Okay I'm finished waxing poetic completely out of my league!

I do not think you are out of anybody's league, Dave, although many others could well be out of yours.

But is the purpose of a recording to accurately represent "an event in a room" anyway ? I assert that it is not, and that it is a sound entity in its own right. I also submit that music contains no universal or externally common meaning at all to human brains, and that such meaning which is deemed to exist is entirely the result of social, historical and educational conditioning. Therefore, I have never been seriously encumbered by these considerations. Whether I hear the sounds at a public concert or via my hi-fi while sitting at home in an easy chair is irrelevant. Personally, I cannot be bothered with travel and expense and I loathe crowds of people, so I haven't attended a big concert in almost fifty years, but these reasons are not based on actual sounds.

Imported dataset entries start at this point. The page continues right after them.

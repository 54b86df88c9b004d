//! File-transfer message types.
//!
//! Every message on an engine's file-transfer socket carries a request
//! id chosen by the client; replies echo it. A request is answered by
//! exactly one terminal reply (`Ok`, `Error`, a typed result, or
//! `FileEnd` after zero or more `FileData` chunks).
//!
//! `Ready` is sent once by the engine when the socket is usable; its
//! request id is meaningless.

/// One file-transfer envelope.
#[derive(Debug, Clone, PartialEq, Eq)]
pub struct TransferMessage {
    pub request_id: u32,
    pub body: TransferBody,
}

impl TransferMessage {
    pub fn new(request_id: u32, body: TransferBody) -> Self {
        TransferMessage { request_id, body }
    }
}

#[derive(Debug, Clone, PartialEq, Eq)]
pub enum TransferBody {
    // ---- engine → client ----
    Ready,
    Ok,
    Error { message: String },
    DirList { entries: Vec<DirEntry> },
    StatResult(FileStat),
    RealpathResult { path: String, is_dir: bool },
    FileData { data: Vec<u8>, total_size: u64 },
    FileEnd,
    ExecResult(ExecOutput),
    SearchResult { directories: Vec<String> },

    // ---- client → engine ----
    ListDir { path: String },
    Stat { path: String },
    Mkdir { path: String },
    Unlink { path: String },
    Realpath { path: String },
    ReadFile { path: String },
    WriteBegin { path: String },
    WriteData { data: Vec<u8> },
    WriteEnd,
    Rmdir { path: String, recursive: bool },
    Rename { old_path: String, new_path: String },
    Chmod { path: String, mode: u32 },
    Exec { command: String },
    SearchDirs { search_path: String, max_results: u32 },
}

impl TransferBody {
    /// Short name of the variant, for logs and error messages.
    pub fn kind(&self) -> &'static str {
        match self {
            TransferBody::Ready => "Ready",
            TransferBody::Ok => "Ok",
            TransferBody::Error { .. } => "Error",
            TransferBody::DirList { .. } => "DirList",
            TransferBody::StatResult(_) => "StatResult",
            TransferBody::RealpathResult { .. } => "RealpathResult",
            TransferBody::FileData { .. } => "FileData",
            TransferBody::FileEnd => "FileEnd",
            TransferBody::ExecResult(_) => "ExecResult",
            TransferBody::SearchResult { .. } => "SearchResult",
            TransferBody::ListDir { .. } => "ListDir",
            TransferBody::Stat { .. } => "Stat",
            TransferBody::Mkdir { .. } => "Mkdir",
            TransferBody::Unlink { .. } => "Unlink",
            TransferBody::Realpath { .. } => "Realpath",
            TransferBody::ReadFile { .. } => "ReadFile",
            TransferBody::WriteBegin { .. } => "WriteBegin",
            TransferBody::WriteData { .. } => "WriteData",
            TransferBody::WriteEnd => "WriteEnd",
            TransferBody::Rmdir { .. } => "Rmdir",
            TransferBody::Rename { .. } => "Rename",
            TransferBody::Chmod { .. } => "Chmod",
            TransferBody::Exec { .. } => "Exec",
            TransferBody::SearchDirs { .. } => "SearchDirs",
        }
    }
}

/// One row of a directory listing.
#[derive(Debug, Clone, PartialEq, Eq)]
pub struct DirEntry {
    pub name: String,
    pub is_dir: bool,
    pub is_symlink: bool,

    /// Modification time, Unix seconds.
    pub mtime: u64,
    pub size: u64,

    /// POSIX mode bits.
    pub mode: u32,
}

/// Result of `Stat`.
#[derive(Debug, Clone, Default, PartialEq, Eq)]
pub struct FileStat {
    pub size: u64,
    pub mode: u32,
    pub uid: u32,
    pub gid: u32,
    pub atime: u64,
    pub mtime: u64,
    pub owner: String,
    pub group: String,
    pub is_dir: bool,
}

/// Captured output of `Exec`.
#[derive(Debug, Clone, Default, PartialEq, Eq)]
pub struct ExecOutput {
    pub stdout: String,
    pub stderr: String,
    pub exit_code: i32,
}
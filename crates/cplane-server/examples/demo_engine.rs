//! Minimal engine that dials into a control plane.
//!
//! - `CONTROL_PLANE_ADDR` (default "127.0.0.1:7800")
//! - `ENGINE_TOKEN`       registration token of a configured engine
//!
//! It answers `Ping`, accepts every `SessionOpen` / `SessionJoin` by
//! opening a data connection that echoes whatever it receives, runs
//! `ExecCommand` as a no-op that echoes the command, and answers
//! `PortCheck` with real TCP connect attempts.

use std::env;
use std::error::Error;
use std::time::Duration;

use bytes::Bytes;
use cplane_core::{
    ConnectionReady, ControlMessage, EngineHello, ExecCommandResult, PortCheckEntry,
    PortCheckResult, SessionOpenResult,
};
use cplane_protocol::builders::{control_frame, pong};
use cplane_protocol::{decode_control, FrameReader};
use tokio::io::{AsyncReadExt, AsyncWriteExt};
use tokio::net::TcpStream;
use tokio::sync::mpsc;
use tokio::time::timeout;

#[tokio::main]
async fn main() -> Result<(), Box<dyn Error>> {
    let addr = env::var("CONTROL_PLANE_ADDR").unwrap_or_else(|_| "127.0.0.1:7800".to_string());
    let token = env::var("ENGINE_TOKEN").ok();

    println!("Connecting to {}...", addr);
    let stream = TcpStream::connect(&addr).await?;
    let (mut read_half, mut write_half) = stream.into_split();

    let (out_tx, mut out_rx) = mpsc::unbounded_channel::<Bytes>();
    tokio::spawn(async move {
        while let Some(frame) = out_rx.recv().await {
            if write_half.write_all(&frame).await.is_err() {
                break;
            }
        }
    });

    out_tx.send(control_frame(&ControlMessage::EngineHello(EngineHello {
        version: env!("CARGO_PKG_VERSION").to_string(),
        registration_token: token,
    }))?)?;

    let mut reader = FrameReader::new();
    let mut buf = vec![0u8; 8192];
    let mut next_connection = 1u64;

    loop {
        let n = read_half.read(&mut buf).await?;
        if n == 0 {
            println!("Control plane closed the connection.");
            return Ok(());
        }
        reader.push(&buf[..n]);

        while let Some(frame) = reader.next_frame()? {
            let msg = decode_control(&frame)?;
            match msg {
                ControlMessage::EngineHelloAck(ack) if ack.accepted => {
                    println!("Registered (server {}).", ack.server_version);
                }
                ControlMessage::EngineHelloAck(_) => {
                    println!("Registration rejected.");
                    return Ok(());
                }
                ControlMessage::Ping(ping) => out_tx.send(pong(ping.timestamp)?)?,
                ControlMessage::SessionOpen(open) => {
                    println!("SessionOpen {} -> {}:{}", open.session_id, open.host, open.port);
                    let connection_id = format!("demo-{}", next_connection);
                    next_connection += 1;
                    out_tx.send(control_frame(&ControlMessage::SessionOpenResult(
                        SessionOpenResult {
                            session_id: open.session_id.clone(),
                            success: true,
                            error_message: None,
                            connection_id: Some(connection_id),
                        },
                    ))?)?;
                    spawn_echo(addr.clone(), open.session_id);
                }
                ControlMessage::SessionJoin(join) => spawn_echo(addr.clone(), join.session_id),
                ControlMessage::SessionClose(close) => {
                    println!("SessionClose {}", close.session_id);
                }
                ControlMessage::SessionResize(resize) => {
                    println!("Resize {} to {}x{}", resize.session_id, resize.cols, resize.rows);
                }
                ControlMessage::ExecCommand(exec) => {
                    out_tx.send(control_frame(&ControlMessage::ExecCommandResult(
                        ExecCommandResult {
                            request_id: exec.request_id,
                            success: true,
                            stdout: exec.command,
                            stderr: String::new(),
                            exit_code: 0,
                            error_message: None,
                        },
                    ))?)?;
                }
                ControlMessage::PortCheck(check) => {
                    let out_tx = out_tx.clone();
                    tokio::spawn(async move {
                        let budget = Duration::from_millis(u64::from(check.timeout_ms));
                        let mut results = Vec::with_capacity(check.targets.len());
                        for target in check.targets {
                            let online = matches!(
                                timeout(budget, TcpStream::connect((target.host.as_str(), target.port))).await,
                                Ok(Ok(_))
                            );
                            results.push(PortCheckEntry { id: target.id, online });
                        }
                        let reply = ControlMessage::PortCheckResult(PortCheckResult {
                            request_id: check.request_id,
                            results,
                        });
                        if let Ok(frame) = control_frame(&reply) {
                            let _ = out_tx.send(frame);
                        }
                    });
                }
                other => println!("Ignoring {}", other.kind()),
            }
        }
    }
}

/// Open a data connection for `session_id` and echo its bytes.
fn spawn_echo(addr: String, session_id: String) {
    tokio::spawn(async move {
        let result: Result<(), Box<dyn Error + Send + Sync>> = async {
            let mut stream = TcpStream::connect(&addr).await?;
            let hello = control_frame(&ControlMessage::ConnectionReady(ConnectionReady {
                session_id: session_id.clone(),
            }))?;
            stream.write_all(&hello).await?;

            let mut buf = vec![0u8; 8192];
            loop {
                let n = stream.read(&mut buf).await?;
                if n == 0 {
                    return Ok(());
                }
                stream.write_all(&buf[..n]).await?;
            }
        }
        .await;

        match result {
            Ok(()) => println!("Data connection for {} closed.", session_id),
            Err(e) => eprintln!("Data connection for {} failed: {}", session_id, e),
        }
    });
}
//! Length-prefixed framing shared by both sub-protocols.
//!
//! ```text
//! [0..4]  payload length (u32 BE, 1..=MAX_FRAME_SIZE)
//! [4..]   payload (one envelope)
//! ```
//!
//! [`FrameReader`] accumulates arbitrary chunks off a socket and hands
//! back complete payloads. A declared length of zero or above
//! [`MAX_FRAME_SIZE`] poisons the reader: the error is reported once
//! and every later byte is ignored, the caller is expected to close the
//! connection.
//!
//! [`FrameReader::drain`] exists for data connections: the handshake
//! frame may share a TCP segment with raw session bytes, which must be
//! given back to the socket's consumer rather than parsed as frames.

use bytes::{Buf, BufMut, Bytes, BytesMut};
use thiserror::Error;

/// Size of the length prefix.
pub const FRAME_HEADER_SIZE: usize = 4;

/// Largest payload accepted on the wire (16 MiB).
pub const MAX_FRAME_SIZE: usize = 16 * 1024 * 1024;

#[derive(Debug, Clone, Copy, PartialEq, Eq, Error)]
pub enum FrameError {
    /// Declared (or requested) payload length is 0 or over the limit.
    #[error("invalid frame length {0}")]
    InvalidLength(usize),
}

fn check_len(len: usize) -> Result<(), FrameError> {
    if len == 0 || len > MAX_FRAME_SIZE {
        return Err(FrameError::InvalidLength(len));
    }
    Ok(())
}

/// Frame a single payload, ready to be written to a socket.
pub fn encode_frame(payload: &[u8]) -> Result<Bytes, FrameError> {
    check_len(payload.len())?;
    let mut out = BytesMut::with_capacity(FRAME_HEADER_SIZE + payload.len());
    out.put_u32(payload.len() as u32);
    out.extend_from_slice(payload);
    Ok(out.freeze())
}

/// Incremental decoder for a stream of frames.
#[derive(Debug, Default)]
pub struct FrameReader {
    buf: BytesMut,
    poisoned: bool,
}

impl FrameReader {
    pub fn new() -> Self {
        FrameReader::default()
    }

    /// Append bytes read off the socket. Ignored once poisoned.
    pub fn push(&mut self, chunk: &[u8]) {
        if self.poisoned {
            return;
        }
        self.buf.extend_from_slice(chunk);
    }

    /// Pop the next complete payload, if one is buffered.
    ///
    /// Returns `Err` exactly once, on the first invalid length; the
    /// reader then drops its buffer and yields `Ok(None)` forever.
    pub fn next_frame(&mut self) -> Result<Option<Bytes>, FrameError> {
        if self.poisoned || self.buf.len() < FRAME_HEADER_SIZE {
            return Ok(None);
        }

        let declared = u32::from_be_bytes([self.buf[0], self.buf[1], self.buf[2], self.buf[3]]);
        let len = declared as usize;

        if let Err(err) = check_len(len) {
            self.poisoned = true;
            self.buf.clear();
            return Err(err);
        }

        if self.buf.len() < FRAME_HEADER_SIZE + len {
            return Ok(None);
        }

        self.buf.advance(FRAME_HEADER_SIZE);
        Ok(Some(self.buf.split_to(len).freeze()))
    }

    /// Push `chunk` and hand every complete payload to `on_frame`.
    pub fn feed<F>(&mut self, chunk: &[u8], mut on_frame: F) -> Result<(), FrameError>
    where
        F: FnMut(Bytes),
    {
        self.push(chunk);
        while let Some(payload) = self.next_frame()? {
            on_frame(payload);
        }
        Ok(())
    }

    /// Take every buffered-but-unconsumed byte, leaving the reader empty.
    pub fn drain(&mut self) -> Bytes {
        self.buf.split().freeze()
    }

    pub fn is_poisoned(&self) -> bool {
        self.poisoned
    }
}
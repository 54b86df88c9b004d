//! Engine registration records and the lookup boundary.
//!
//! Engines are created, rotated and deleted by the surrounding
//! application; the control plane only ever looks a record up by its
//! registration token and stamps its last-connected time. Both go
//! through [`EngineRegistry`] so the server can run against a database,
//! the config file ([`StaticRegistry`]) or a test double.

use std::sync::RwLock;

use async_trait::async_trait;
use chrono::{DateTime, Utc};
use rand::Rng;
use thiserror::Error;

use crate::types::EngineId;

/// Persisted engine registration.
#[derive(Debug, Clone, PartialEq, Eq)]
pub struct EngineRecord {
    pub id: EngineId,
    pub name: String,

    /// Secret presented in `EngineHello`. Unique across engines.
    pub registration_token: String,

    pub last_connected_at: Option<DateTime<Utc>>,
}

impl EngineRecord {
    pub fn new(id: EngineId, name: impl Into<String>, token: impl Into<String>) -> Self {
        EngineRecord {
            id,
            name: name.into(),
            registration_token: token.into(),
            last_connected_at: None,
        }
    }
}

#[derive(Debug, Error)]
pub enum RegistryError {
    #[error("engine {0} not found")]
    NotFound(EngineId),

    #[error("registry backend error: {0}")]
    Backend(String),
}

/// Registration-token lookup used during the engine handshake.
#[async_trait]
pub trait EngineRegistry: Send + Sync + 'static {
    /// Find the engine owning `token`, if any.
    async fn find_by_token(&self, token: &str) -> Result<Option<EngineRecord>, RegistryError>;

    /// Record that `id` just completed a handshake.
    async fn update_last_connected(&self, id: EngineId) -> Result<(), RegistryError>;
}

/// Generate a fresh registration token (32 random bytes, hex encoded).
pub fn generate_token() -> String {
    let mut raw = [0u8; 32];
    rand::rng().fill(&mut raw);
    hex::encode(raw)
}

/// In-memory registry, typically loaded from the config file.
#[derive(Debug, Default)]
pub struct StaticRegistry {
    engines: RwLock<Vec<EngineRecord>>,
}

impl StaticRegistry {
    pub fn new(records: Vec<EngineRecord>) -> Self {
        StaticRegistry {
            engines: RwLock::new(records),
        }
    }

    pub fn get(&self, id: EngineId) -> Option<EngineRecord> {
        self.read().iter().find(|r| r.id == id).cloned()
    }

    /// Replace an engine's token; the old one stops working immediately.
    pub fn rotate_token(&self, id: EngineId) -> Result<String, RegistryError> {
        let mut guard = self.write();
        let record = guard
            .iter_mut()
            .find(|r| r.id == id)
            .ok_or(RegistryError::NotFound(id))?;
        record.registration_token = generate_token();
        Ok(record.registration_token.clone())
    }

    /// Delete a record. Callers should also disconnect the live engine.
    pub fn remove(&self, id: EngineId) -> Option<EngineRecord> {
        let mut guard = self.write();
        let idx = guard.iter().position(|r| r.id == id)?;
        Some(guard.remove(idx))
    }

    fn read(&self) -> std::sync::RwLockReadGuard<'_, Vec<EngineRecord>> {
        self.engines.read().unwrap_or_else(|poisoned| poisoned.into_inner())
    }

    fn write(&self) -> std::sync::RwLockWriteGuard<'_, Vec<EngineRecord>> {
        self.engines.write().unwrap_or_else(|poisoned| poisoned.into_inner())
    }
}

#[async_trait]
impl EngineRegistry for StaticRegistry {
    async fn find_by_token(&self, token: &str) -> Result<Option<EngineRecord>, RegistryError> {
        if token.is_empty() {
            return Ok(None);
        }
        Ok(self
            .read()
            .iter()
            .find(|r| r.registration_token == token)
            .cloned())
    }

    async fn update_last_connected(&self, id: EngineId) -> Result<(), RegistryError> {
        let mut guard = self.write();
        let record = guard
            .iter_mut()
            .find(|r| r.id == id)
            .ok_or(RegistryError::NotFound(id))?;
        record.last_connected_at = Some(Utc::now());
        Ok(())
    }
}

#[cfg(test)]
mod tests {
    use super::*;

    #[tokio::test]
    async fn rotated_token_invalidates_the_old_one() {
        let registry = StaticRegistry::new(vec![EngineRecord::new(EngineId(1), "alpha", "old")]);

        let fresh = registry.rotate_token(EngineId(1)).expect("rotate");
        assert_eq!(fresh.len(), 64);
        assert!(registry.find_by_token("old").await.unwrap().is_none());
        assert_eq!(
            registry.find_by_token(&fresh).await.unwrap().map(|r| r.id),
            Some(EngineId(1))
        );
    }

    #[tokio::test]
    async fn empty_token_never_matches() {
        let registry = StaticRegistry::new(vec![EngineRecord::new(EngineId(1), "alpha", "")]);
        assert!(registry.find_by_token("").await.unwrap().is_none());
    }

    #[tokio::test]
    async fn removed_engine_can_no_longer_register() {
        let registry = StaticRegistry::new(vec![
            EngineRecord::new(EngineId(4), "a", "t4"),
            EngineRecord::new(EngineId(5), "b", "t5"),
        ]);
        assert!(registry.remove(EngineId(4)).is_some());
        assert!(registry.remove(EngineId(4)).is_none());
        assert!(registry.find_by_token("t4").await.unwrap().is_none());
        assert!(registry.get(EngineId(5)).is_some());
    }
}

Personal improvisation is in a different class altogether. It is a lifelong mapping of the individual psyche, consciousness, soul, whatever you like to call it, onto abstract sound. You are so right when you say that repeated listenings imbue it with a continuing life of its own. Yes, of course the process is solipsistic, but so is all artistic creation, it doesn't matter.

I don't want to waylay quantum's thread, so I'll leave it at that, but your post deserves serious consideration. Good to see you here again, I thought you had pegged out.